Mientras Graco Ramírez sigue a la caza de incautos con miras al año 2012 (insiste entre otras cosas en que los productores de caña podrían comprar el ingenio Emiliano Zapata), el uñas para alterar el registro de militantes y luego la votación interna y el PAN y el PRD siguen en lo mismo, con pleitos y fracturas entre ellos y contra el rival.
Los partiditos ni sudan ni se acongojan, pues mientras sus hermanos mayores sufren, ellos cosechan las mieles de las plurinominales, que son bastante sustanciosas, pues tienen mucha carne y poco hueso.
Las asociaciones políticas que se crearon para dar más participación política a los ciudadanos -pero que en los hechos estaban y están bajo el control de los partidos- no han servido para mayor cosa y los espacios en la arena pública siguen acaparado sor los de siempre.

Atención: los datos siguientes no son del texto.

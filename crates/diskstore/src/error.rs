//! Store error types.

use thiserror::Error;

use crate::converter::ConverterError;

/// Result type for store operations.
pub type StoreResult<T> = Result<T, StoreError>;

/// Errors that can occur during store operations.
#[derive(Debug, Error)]
pub enum StoreError {
    /// IO error (file creation, deletion, or rename failure).
    #[error("IO error: {0}")]
    Io(#[from] std::io::Error),

    /// Encode/decode failure reported by the converter.
    ///
    /// The backing file is left in its prior valid state when this occurs
    /// during a write.
    #[error("converter error: {0}")]
    Converter(#[from] ConverterError),

    /// Operation invoked on a store whose backing file has been deleted.
    ///
    /// A deleted store is permanently unusable; obtain a fresh instance from
    /// the provider to reuse the key.
    #[error("store has been deleted")]
    Deleted,

    /// Positional list operation outside the current list bounds.
    #[error("index {index} out of bounds for list of length {len}")]
    OutOfBounds { index: usize, len: usize },

    /// Invalid store key (empty or containing path separators).
    #[error("invalid key: {0}")]
    InvalidKey(String),
}

impl StoreError {
    /// Create an invalid key error.
    pub fn invalid_key(message: impl Into<String>) -> Self {
        Self::InvalidKey(message.into())
    }

    /// Create an IO error with a plain message.
    pub(crate) fn io(message: impl Into<String>) -> Self {
        Self::Io(std::io::Error::other(message.into()))
    }
}
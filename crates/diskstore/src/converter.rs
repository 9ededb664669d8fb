//! The converter boundary: pluggable typed encode/decode to and from files.
//!
//! A [`Converter`] turns values of a declared type into bytes on disk and
//! back. The store engine never interprets file contents itself; converters
//! own the format entirely. The engine only requires that an explicit "empty"
//! encoding exists (written by `write(None, ..)`) and that decoding it is
//! distinguishable from a decode failure (`Ok(None)` vs `Err`).

use serde::{de::DeserializeOwned, Serialize};
use std::path::Path;
use thiserror::Error;

/// Error reported by a [`Converter`] when encoding or decoding fails.
///
/// Converter failures are opaque to the store engine and never retried; they
/// surface verbatim to the caller of the triggering operation.
#[derive(Debug, Error)]
#[error("{message}")]
pub struct ConverterError {
    message: String,
    #[source]
    source: Option<Box<dyn std::error::Error + Send + Sync>>,
}

impl ConverterError {
    /// Create a new error with the given message.
    pub fn new(message: impl Into<String>) -> Self {
        Self {
            message: message.into(),
            source: None,
        }
    }

    /// Create a new error wrapping an underlying cause.
    pub fn with_source<E>(message: impl Into<String>, source: E) -> Self
    where
        E: std::error::Error + Send + Sync + 'static,
    {
        Self {
            message: message.into(),
            source: Some(Box::new(source)),
        }
    }
}

impl From<serde_json::Error> for ConverterError {
    fn from(err: serde_json::Error) -> Self {
        Self::with_source("JSON conversion failed", err)
    }
}

impl From<std::io::Error> for ConverterError {
    fn from(err: std::io::Error) -> Self {
        Self::with_source("converter file access failed", err)
    }
}

/// Typed encode/decode of values to and from a file.
///
/// `write(None, ..)` must produce the format's explicit empty encoding so a
/// cleared store remains readable. `read` returns `Ok(None)` for an empty or
/// explicitly-emptied file, reserving `Err` for genuine decode failures.
pub trait Converter: Send + Sync {
    /// Serialize `value` (or the empty encoding) into `file`.
    fn write<T: Serialize>(&self, value: Option<&T>, file: &Path) -> Result<(), ConverterError>;

    /// Deserialize a value of the declared type from `file`.
    fn read<T: DeserializeOwned>(&self, file: &Path) -> Result<Option<T>, ConverterError>;
}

Eso comienza a crear un exceso de presión.
Los ciudadanos con legítimas aspiraciones políticas están acotados si carecen de amigos dentro de los partidos o de dinero para comprar una candidatura.
Los ciudadanos que están cansados de la injusticia y los excesos de quienes gobiernan tampoco tienen una salida a su frustración.
La demagogia, esa forma de vivir que antes era exclusiva del priismo, hoy es parte fundamental del arsenal de los políticos panistas y perredistas. El problema es que los ciudadanos ya no se le creen, pues ha dejado de funcionar.
Y vaya que eso es, a corto plazo, un gran problema.